Wednesday, 12 October 2011

Divvy it up directly among the poor!

 Subsidies are existential: they exist to buffer the weak from the buffeting of economic vicissitudes.

To be effective therefore, subsidies must be progressively applied rather than in across-the-board fashion. So, who have more than enough corn already need crocus bag to store the excess, not more corn; and who have no corn or not enough, need!

Trinidad and Tobago's population presently hovers around 1.32m; and, with the average family unit comprising 5 persons, that means there are 264,000 households in this twin-plus-five island state.

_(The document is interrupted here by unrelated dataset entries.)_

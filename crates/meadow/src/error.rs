//! Error types for the engine.
//!
//! Startup and load failures are fatal to the caller and carry enough context
//! to print a useful message. Per-entity failures are not represented here:
//! entity callbacks return [`anyhow::Result`] and the scene logs and isolates
//! them.

use std::path::{Path, PathBuf};

use thiserror::Error;

use crate::entity::EntityId;

/// Window or graphics bring-up failed. Nothing has entered the frame loop yet.
#[derive(Debug, Error)]
pub enum StartupError {
    #[error("failed to create event loop: {0}")]
    EventLoop(#[from] winit::error::EventLoopError),
    #[error("failed to create window: {0}")]
    Window(#[from] winit::error::OsError),
    #[error("failed to create rendering surface: {0}")]
    Surface(#[from] wgpu::CreateSurfaceError),
    #[error("no suitable GPU adapter: {0}")]
    Adapter(#[from] wgpu::RequestAdapterError),
    #[error("failed to create GPU device: {0}")]
    Device(#[from] wgpu::RequestDeviceError),
    /// The platform event loop exited before a window was ever created.
    #[error("event loop exited with code {0} before the window was created")]
    Exited(i32),
}

/// An image could not be turned into a texture.
#[derive(Debug, Error)]
pub enum LoadError {
    #[error("failed to read image {}: {source}", path.display())]
    Io {
        path: PathBuf,
        #[source]
        source: std::io::Error,
    },
    #[error("failed to decode image {}: {source}", path.display())]
    Decode {
        path: PathBuf,
        #[source]
        source: image::ImageError,
    },
    #[error("no graphics device available to upload {}", path.display())]
    NoDevice { path: PathBuf },
}

impl LoadError {
    /// The file that failed to load.
    pub fn path(&self) -> &Path {
        match self {
            LoadError::Io { path, .. }
            | LoadError::Decode { path, .. }
            | LoadError::NoDevice { path } => path,
        }
    }
}

#[derive(Debug, Error, PartialEq, Eq)]
pub enum RegistryError {
    #[error("texture name '{0}' is already registered")]
    DuplicateName(String),
}

#[derive(Debug, Error, PartialEq, Eq)]
pub enum SceneError {
    #[error("entity {0} is not in the scene")]
    NotFound(EntityId),
}

#[derive(Debug, Error)]
pub enum ConfigError {
    #[error("failed to read config {}: {source}", path.display())]
    Io {
        path: PathBuf,
        #[source]
        source: std::io::Error,
    },
    #[error("invalid config {}: {source}", path.display())]
    Parse {
        path: PathBuf,
        #[source]
        source: serde_json::Error,
    },
}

Now, in delivering the 2011-2012 National Budget, the erstwhile Minister of Finance disclosed:

"...in Trinidad and Tobago poverty is estimated at 17 percent of the population with the level rising to 30 percent in some geographic areas..."
(See: Managing Our Social Safety Net, page 23 of the 2011-2012 Budget, at: http://www.finance.gov.tt/content/Budget-Statement-2012.pdf)

In layman terms, what he really meant is:
"...in Trinidad and Tobago, it is estimated that every sixth person you meet, or, a total of 225,000 persons comprising 45,000 households, live in poverty: in other words, they do not even earn enough income to eat..."
(See your calculator for the computation.)

Wherefore then, may anyone in their right mind justify the untouched continuance of the Fuel Subsidy, a subsidy which comes at a cost of TT$4.8b per annum and whose true cost is much higher, given that a quarter or more of the subsidized fuel is siphoned off at will and with impunity?

Wherefore then, too, would anyone in their right mind object to the following suggestion?

If one quarter of the Fuel Subsidy be redirected straight onto the pockets of those 45,000 households (by way of the Ministry of The People and Social Development's Direct Cash Transfer Programme?), then, after allowing for a management fee of 5%, each presently-poor household would get TT$25,300 per annum, or $2,100 per month.
(See your calculator for the computation.)

Subsidies are existential: they exist to buffer the weak from the buffeting of economic vicissitudes.

To be effective therefore, subsidies must be progressively applied rather than in across-the-board fashion. So, who have more than enough corn already need crocus bag to store the excess, not more corn; and who have no corn or not enough, need!